_Exercise aim_
Where does the word "FromStr" appear in the data? Copy every line that holds it.
====== Supplied data ======
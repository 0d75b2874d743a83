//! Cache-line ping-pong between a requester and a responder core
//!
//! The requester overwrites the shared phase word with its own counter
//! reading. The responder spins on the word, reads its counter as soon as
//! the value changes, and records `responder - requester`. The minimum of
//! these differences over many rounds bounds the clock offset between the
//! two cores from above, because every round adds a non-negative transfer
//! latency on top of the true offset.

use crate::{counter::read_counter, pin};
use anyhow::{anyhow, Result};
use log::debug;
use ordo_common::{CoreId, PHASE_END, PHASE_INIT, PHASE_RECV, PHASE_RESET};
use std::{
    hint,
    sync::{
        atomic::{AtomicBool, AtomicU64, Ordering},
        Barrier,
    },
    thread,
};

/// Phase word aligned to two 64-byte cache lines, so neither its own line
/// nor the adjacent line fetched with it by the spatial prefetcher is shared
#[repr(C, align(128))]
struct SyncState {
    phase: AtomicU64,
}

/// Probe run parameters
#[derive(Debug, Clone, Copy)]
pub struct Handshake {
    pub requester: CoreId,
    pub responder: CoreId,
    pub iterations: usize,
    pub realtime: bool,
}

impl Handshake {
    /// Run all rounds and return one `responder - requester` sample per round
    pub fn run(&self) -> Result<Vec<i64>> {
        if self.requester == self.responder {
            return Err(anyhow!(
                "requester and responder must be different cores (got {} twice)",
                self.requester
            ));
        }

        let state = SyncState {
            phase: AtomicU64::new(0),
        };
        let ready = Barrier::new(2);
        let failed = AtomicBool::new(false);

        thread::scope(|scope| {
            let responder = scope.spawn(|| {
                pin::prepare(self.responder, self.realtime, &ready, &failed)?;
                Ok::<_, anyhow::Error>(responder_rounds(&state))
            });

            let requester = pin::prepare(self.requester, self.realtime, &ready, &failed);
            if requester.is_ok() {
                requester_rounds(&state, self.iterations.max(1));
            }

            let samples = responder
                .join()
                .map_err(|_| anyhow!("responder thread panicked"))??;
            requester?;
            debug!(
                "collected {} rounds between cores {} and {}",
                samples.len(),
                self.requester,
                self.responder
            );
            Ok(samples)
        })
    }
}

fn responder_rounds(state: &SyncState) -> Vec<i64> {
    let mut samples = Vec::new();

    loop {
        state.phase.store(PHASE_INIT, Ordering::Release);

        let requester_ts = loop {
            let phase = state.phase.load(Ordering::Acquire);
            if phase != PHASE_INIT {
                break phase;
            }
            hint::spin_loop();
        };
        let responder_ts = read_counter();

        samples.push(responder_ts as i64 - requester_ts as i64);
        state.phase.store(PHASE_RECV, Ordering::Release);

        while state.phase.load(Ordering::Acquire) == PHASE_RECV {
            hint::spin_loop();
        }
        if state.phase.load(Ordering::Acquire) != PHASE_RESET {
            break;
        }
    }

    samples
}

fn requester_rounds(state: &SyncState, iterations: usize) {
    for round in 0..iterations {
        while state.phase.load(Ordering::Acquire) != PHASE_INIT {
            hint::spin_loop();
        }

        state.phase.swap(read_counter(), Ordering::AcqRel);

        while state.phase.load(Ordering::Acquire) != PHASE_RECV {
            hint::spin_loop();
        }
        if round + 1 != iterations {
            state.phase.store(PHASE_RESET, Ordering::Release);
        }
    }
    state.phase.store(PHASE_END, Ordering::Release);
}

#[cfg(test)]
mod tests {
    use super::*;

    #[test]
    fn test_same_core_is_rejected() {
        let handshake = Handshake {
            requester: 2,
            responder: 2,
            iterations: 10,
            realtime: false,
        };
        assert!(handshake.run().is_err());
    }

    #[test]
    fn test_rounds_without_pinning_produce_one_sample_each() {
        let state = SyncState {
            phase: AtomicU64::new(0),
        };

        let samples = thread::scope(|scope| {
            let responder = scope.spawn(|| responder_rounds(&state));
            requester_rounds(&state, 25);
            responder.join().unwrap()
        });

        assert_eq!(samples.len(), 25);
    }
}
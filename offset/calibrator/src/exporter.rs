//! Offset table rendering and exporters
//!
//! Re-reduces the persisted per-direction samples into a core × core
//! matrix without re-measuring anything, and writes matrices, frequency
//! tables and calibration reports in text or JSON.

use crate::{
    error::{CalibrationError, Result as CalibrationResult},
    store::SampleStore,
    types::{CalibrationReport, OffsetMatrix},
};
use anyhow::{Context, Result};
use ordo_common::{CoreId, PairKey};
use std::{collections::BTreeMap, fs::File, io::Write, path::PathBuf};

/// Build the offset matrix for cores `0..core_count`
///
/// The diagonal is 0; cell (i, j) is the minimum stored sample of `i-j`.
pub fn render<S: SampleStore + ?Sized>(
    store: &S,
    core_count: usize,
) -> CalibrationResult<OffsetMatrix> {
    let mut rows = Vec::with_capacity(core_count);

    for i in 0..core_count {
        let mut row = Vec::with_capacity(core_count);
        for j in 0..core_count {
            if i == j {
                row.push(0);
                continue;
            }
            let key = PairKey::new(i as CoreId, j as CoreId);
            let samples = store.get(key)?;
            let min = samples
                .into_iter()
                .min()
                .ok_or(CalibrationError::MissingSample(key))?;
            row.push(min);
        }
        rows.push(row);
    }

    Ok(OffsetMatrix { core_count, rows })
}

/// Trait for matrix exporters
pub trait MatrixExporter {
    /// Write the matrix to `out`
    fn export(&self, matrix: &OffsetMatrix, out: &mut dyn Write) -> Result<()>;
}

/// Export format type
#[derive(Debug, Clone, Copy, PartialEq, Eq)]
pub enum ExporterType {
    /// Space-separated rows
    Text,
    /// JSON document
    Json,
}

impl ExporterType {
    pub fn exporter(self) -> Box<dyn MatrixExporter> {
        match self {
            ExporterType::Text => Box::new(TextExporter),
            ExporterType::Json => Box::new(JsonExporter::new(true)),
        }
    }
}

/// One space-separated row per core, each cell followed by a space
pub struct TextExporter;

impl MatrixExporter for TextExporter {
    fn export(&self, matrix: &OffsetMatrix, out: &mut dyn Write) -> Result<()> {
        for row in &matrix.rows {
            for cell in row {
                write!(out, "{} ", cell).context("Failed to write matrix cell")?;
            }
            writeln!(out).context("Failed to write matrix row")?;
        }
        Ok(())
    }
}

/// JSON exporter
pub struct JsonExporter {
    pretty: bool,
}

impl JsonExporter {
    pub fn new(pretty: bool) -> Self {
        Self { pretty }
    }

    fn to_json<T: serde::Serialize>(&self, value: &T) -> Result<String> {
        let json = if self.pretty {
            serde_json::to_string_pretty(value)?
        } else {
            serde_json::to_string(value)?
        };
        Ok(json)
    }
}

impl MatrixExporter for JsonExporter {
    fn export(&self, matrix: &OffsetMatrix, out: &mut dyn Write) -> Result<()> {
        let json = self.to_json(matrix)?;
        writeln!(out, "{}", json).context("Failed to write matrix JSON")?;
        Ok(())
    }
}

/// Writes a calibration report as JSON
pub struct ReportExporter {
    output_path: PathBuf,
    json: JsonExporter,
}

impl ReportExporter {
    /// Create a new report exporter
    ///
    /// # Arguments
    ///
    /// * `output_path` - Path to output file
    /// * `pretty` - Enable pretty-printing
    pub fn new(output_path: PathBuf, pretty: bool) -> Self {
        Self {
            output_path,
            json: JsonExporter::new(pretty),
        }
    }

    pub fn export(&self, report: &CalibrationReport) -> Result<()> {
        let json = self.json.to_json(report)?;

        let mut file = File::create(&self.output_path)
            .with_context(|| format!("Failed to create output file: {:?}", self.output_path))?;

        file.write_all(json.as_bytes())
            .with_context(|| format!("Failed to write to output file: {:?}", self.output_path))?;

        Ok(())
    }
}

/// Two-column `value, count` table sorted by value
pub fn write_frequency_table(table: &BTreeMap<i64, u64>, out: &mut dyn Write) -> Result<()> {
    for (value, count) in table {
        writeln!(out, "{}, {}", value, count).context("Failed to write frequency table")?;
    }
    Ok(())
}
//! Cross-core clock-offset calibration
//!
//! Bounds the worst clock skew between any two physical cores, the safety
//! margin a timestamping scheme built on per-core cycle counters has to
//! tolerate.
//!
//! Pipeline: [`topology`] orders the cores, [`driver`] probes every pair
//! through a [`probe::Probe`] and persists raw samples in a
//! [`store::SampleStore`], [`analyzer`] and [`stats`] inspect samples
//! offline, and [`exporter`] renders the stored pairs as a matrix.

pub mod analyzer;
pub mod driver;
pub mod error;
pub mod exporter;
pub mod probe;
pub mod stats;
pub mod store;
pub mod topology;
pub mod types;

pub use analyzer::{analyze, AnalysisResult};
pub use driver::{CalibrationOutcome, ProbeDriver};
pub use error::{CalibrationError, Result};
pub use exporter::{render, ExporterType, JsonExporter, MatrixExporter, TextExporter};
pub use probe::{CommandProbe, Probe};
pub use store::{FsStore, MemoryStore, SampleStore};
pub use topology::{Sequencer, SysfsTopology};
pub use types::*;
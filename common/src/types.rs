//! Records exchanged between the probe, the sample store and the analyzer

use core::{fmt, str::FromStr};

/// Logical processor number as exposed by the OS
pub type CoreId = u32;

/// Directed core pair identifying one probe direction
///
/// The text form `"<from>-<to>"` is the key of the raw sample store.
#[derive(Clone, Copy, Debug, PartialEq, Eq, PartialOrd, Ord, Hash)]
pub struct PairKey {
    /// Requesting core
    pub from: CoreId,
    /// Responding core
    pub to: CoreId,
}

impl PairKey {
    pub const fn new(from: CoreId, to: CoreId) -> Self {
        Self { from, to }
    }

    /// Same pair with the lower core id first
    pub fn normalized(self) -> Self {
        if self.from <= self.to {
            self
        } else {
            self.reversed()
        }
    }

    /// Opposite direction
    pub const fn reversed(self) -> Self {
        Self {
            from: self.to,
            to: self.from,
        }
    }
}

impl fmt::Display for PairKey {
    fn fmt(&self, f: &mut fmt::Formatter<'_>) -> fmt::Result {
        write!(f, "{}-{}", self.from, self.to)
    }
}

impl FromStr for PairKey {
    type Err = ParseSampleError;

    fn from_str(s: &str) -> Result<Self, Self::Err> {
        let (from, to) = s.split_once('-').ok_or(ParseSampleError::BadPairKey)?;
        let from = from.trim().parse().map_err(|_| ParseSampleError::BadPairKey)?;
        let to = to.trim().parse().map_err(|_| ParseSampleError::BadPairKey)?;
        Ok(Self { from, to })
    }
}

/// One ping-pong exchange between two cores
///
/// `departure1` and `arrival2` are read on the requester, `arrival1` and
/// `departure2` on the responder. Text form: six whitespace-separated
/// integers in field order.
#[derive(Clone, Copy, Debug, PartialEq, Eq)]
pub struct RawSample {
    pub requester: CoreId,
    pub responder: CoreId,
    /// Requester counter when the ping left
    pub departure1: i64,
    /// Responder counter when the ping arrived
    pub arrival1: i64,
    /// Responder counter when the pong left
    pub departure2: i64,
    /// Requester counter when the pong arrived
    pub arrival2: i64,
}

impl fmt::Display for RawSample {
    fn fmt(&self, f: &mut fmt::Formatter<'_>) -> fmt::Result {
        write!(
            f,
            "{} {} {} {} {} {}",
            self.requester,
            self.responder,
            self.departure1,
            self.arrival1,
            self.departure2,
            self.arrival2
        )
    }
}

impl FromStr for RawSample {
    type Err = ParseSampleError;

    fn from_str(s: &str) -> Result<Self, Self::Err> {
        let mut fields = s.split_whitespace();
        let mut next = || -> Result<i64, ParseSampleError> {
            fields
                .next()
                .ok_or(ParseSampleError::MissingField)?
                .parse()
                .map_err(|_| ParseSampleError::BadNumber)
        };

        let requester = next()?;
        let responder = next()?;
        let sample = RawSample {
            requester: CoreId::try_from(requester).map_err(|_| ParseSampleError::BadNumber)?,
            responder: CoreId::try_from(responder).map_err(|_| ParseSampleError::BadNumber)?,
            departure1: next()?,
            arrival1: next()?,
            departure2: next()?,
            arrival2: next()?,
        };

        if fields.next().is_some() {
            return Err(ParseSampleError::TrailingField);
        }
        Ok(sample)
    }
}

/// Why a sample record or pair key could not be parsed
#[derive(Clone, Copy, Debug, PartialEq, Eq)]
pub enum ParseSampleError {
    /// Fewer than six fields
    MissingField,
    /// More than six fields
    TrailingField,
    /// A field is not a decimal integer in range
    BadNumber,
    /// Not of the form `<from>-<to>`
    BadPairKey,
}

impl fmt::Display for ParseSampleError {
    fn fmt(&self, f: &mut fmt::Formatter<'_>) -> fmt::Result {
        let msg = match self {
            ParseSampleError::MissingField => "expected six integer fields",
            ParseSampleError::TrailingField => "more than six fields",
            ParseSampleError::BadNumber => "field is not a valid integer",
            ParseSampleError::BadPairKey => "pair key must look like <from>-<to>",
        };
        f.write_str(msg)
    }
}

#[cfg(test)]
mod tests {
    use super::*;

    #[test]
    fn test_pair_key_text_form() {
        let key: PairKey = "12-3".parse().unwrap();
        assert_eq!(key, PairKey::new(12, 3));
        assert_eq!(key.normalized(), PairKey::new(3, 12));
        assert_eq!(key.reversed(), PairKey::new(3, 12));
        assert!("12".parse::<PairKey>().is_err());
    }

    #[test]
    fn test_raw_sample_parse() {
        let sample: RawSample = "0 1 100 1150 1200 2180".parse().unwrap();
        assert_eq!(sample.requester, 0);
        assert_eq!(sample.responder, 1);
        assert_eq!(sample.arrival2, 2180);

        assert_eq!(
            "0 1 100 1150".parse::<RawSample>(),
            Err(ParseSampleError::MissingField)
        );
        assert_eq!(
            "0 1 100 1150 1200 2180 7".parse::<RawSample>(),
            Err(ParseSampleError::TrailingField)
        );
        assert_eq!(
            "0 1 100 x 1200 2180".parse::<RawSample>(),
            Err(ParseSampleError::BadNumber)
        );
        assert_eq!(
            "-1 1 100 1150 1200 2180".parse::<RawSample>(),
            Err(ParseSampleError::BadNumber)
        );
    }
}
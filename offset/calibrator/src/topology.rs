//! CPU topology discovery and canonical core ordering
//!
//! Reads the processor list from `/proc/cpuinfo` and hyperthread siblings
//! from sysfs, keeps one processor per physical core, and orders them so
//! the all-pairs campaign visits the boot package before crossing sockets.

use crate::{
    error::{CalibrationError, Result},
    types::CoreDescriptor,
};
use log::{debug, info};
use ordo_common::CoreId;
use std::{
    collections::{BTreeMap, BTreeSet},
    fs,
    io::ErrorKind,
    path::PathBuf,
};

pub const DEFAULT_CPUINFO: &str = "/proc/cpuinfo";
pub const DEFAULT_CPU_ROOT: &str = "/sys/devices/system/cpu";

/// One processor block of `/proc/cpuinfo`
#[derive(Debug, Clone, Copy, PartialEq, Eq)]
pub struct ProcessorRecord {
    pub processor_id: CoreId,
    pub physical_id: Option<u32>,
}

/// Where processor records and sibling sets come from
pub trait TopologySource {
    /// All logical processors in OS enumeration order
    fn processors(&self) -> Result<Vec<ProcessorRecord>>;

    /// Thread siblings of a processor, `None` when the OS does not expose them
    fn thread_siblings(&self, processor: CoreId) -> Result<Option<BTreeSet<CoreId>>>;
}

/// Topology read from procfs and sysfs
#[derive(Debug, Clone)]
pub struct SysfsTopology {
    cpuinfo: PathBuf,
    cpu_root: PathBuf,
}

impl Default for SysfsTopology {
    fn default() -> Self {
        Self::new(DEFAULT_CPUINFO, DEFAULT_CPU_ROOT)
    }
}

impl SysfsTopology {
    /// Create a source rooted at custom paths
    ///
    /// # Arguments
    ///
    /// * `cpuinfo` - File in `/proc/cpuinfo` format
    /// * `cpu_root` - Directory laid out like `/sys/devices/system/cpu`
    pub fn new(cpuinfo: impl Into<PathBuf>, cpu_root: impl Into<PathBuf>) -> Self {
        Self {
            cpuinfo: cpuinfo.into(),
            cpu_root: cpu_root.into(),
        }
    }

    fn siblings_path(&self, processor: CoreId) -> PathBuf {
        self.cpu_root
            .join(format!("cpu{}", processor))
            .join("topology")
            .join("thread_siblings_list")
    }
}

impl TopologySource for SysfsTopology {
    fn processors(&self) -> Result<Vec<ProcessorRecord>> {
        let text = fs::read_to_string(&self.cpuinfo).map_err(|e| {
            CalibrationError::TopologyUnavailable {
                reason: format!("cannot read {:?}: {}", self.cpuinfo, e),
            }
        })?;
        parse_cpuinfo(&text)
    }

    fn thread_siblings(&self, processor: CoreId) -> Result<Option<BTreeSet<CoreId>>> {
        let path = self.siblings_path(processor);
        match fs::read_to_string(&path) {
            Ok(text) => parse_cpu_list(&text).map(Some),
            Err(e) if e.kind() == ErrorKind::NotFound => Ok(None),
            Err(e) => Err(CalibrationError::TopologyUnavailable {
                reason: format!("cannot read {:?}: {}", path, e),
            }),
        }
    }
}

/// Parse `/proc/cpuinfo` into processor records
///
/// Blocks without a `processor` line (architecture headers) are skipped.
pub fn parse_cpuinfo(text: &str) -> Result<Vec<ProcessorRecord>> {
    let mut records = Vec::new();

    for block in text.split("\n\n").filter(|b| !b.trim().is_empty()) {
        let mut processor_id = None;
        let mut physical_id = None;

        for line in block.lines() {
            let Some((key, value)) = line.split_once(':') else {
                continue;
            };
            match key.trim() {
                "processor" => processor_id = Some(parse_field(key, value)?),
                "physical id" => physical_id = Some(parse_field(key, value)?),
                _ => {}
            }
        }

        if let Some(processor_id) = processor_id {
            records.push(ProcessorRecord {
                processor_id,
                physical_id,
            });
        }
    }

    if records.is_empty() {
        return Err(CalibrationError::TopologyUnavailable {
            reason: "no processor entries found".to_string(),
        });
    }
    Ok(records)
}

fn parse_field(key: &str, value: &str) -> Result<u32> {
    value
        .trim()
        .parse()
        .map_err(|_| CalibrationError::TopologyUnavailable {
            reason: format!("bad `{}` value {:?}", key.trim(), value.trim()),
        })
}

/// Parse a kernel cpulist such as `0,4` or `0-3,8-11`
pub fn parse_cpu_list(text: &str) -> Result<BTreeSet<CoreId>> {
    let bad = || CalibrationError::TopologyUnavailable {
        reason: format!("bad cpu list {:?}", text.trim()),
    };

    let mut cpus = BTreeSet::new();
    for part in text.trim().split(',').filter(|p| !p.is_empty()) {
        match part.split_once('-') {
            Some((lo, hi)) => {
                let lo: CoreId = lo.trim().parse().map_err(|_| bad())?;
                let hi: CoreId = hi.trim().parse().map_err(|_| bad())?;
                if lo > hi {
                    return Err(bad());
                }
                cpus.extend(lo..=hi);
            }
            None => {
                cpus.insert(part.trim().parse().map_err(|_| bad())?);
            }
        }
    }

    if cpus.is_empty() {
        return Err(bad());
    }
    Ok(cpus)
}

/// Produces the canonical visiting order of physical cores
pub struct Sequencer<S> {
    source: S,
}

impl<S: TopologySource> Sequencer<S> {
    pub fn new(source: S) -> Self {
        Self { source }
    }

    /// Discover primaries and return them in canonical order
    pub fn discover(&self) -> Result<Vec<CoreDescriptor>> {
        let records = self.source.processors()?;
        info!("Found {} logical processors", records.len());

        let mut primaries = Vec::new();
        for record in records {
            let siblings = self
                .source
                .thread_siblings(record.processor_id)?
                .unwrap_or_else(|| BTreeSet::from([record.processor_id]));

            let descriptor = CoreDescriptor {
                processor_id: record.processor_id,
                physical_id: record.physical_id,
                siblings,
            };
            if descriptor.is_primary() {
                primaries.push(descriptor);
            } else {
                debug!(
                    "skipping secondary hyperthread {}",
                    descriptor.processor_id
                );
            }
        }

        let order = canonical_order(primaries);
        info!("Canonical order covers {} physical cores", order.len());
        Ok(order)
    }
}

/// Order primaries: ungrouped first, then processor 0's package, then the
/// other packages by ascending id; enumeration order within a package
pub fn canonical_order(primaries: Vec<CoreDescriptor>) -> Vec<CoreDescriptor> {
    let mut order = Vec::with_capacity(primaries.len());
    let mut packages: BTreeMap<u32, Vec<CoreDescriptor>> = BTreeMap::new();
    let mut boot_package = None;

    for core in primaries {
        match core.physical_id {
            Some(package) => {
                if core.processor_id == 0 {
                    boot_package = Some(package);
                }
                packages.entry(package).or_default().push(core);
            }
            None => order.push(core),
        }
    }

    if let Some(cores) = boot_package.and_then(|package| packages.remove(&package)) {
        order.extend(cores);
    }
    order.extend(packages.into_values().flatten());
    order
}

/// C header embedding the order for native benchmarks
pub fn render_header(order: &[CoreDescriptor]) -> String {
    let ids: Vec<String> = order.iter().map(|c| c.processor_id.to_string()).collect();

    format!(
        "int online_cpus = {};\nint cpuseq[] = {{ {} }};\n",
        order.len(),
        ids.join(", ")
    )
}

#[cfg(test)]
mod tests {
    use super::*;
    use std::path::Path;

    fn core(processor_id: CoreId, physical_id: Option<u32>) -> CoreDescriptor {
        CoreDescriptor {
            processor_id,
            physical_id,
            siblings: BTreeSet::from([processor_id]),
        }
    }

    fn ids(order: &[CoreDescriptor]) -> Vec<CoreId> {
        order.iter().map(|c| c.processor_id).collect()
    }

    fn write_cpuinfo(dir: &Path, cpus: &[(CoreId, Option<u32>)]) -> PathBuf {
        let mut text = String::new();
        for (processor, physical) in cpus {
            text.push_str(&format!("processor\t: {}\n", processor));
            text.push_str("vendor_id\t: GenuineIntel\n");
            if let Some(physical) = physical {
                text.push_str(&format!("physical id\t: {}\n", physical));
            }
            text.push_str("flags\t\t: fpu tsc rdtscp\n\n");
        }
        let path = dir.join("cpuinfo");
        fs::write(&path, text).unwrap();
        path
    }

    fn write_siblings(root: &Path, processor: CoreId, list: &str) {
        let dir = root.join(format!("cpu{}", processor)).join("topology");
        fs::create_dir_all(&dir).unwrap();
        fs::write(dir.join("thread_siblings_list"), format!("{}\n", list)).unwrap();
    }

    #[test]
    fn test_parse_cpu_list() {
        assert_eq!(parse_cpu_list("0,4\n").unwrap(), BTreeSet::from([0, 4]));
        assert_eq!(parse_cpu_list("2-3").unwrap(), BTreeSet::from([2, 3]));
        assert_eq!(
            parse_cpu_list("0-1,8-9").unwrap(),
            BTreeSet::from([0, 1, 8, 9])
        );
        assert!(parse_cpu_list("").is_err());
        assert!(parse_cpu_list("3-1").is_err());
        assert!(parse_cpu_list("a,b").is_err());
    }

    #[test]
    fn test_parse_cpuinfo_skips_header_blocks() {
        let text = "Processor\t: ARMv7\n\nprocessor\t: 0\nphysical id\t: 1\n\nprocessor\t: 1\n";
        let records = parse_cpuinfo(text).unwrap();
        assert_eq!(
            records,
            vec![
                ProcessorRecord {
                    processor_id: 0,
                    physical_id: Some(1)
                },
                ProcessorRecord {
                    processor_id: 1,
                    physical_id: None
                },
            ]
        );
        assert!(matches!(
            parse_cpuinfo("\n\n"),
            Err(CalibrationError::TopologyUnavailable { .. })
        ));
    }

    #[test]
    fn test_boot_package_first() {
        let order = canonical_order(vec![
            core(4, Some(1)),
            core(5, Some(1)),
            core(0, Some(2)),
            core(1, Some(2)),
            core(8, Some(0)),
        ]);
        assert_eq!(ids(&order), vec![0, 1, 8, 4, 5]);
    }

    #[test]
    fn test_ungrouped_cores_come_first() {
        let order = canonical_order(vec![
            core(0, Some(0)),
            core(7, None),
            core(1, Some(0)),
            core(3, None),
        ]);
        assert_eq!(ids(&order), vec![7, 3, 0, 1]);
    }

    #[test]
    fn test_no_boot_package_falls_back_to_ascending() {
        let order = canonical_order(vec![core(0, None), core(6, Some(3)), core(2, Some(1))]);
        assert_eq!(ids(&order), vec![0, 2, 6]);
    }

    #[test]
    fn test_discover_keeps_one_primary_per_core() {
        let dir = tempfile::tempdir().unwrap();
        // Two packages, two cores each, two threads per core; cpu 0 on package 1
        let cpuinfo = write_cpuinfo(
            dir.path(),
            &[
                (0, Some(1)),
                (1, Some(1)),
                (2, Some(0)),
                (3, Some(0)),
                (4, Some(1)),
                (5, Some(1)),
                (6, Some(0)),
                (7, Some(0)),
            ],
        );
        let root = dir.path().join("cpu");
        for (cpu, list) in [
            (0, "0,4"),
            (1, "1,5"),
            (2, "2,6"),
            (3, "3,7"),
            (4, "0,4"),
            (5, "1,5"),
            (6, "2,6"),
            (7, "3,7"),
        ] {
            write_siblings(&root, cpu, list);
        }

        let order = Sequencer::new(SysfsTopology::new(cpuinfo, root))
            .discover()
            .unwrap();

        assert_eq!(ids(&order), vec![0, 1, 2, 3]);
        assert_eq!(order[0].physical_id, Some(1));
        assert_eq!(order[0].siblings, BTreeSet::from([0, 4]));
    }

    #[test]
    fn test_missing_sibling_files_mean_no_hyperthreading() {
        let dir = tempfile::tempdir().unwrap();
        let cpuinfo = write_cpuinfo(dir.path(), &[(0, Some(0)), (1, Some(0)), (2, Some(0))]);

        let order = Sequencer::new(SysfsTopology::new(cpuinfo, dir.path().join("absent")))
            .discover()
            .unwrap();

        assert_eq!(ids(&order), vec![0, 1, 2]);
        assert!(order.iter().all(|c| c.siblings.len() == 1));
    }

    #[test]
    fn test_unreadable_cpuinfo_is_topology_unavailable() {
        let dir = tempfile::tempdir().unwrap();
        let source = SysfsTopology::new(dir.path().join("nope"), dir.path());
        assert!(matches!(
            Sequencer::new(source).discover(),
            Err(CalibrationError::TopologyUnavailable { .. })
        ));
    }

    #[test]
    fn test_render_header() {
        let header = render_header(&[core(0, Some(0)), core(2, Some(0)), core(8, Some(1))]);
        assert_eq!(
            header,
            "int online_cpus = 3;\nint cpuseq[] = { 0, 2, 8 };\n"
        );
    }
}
======
_Response to this task_
use core::{fmt, str::FromStr};
impl FromStr for PairKey {
impl FromStr for RawSample {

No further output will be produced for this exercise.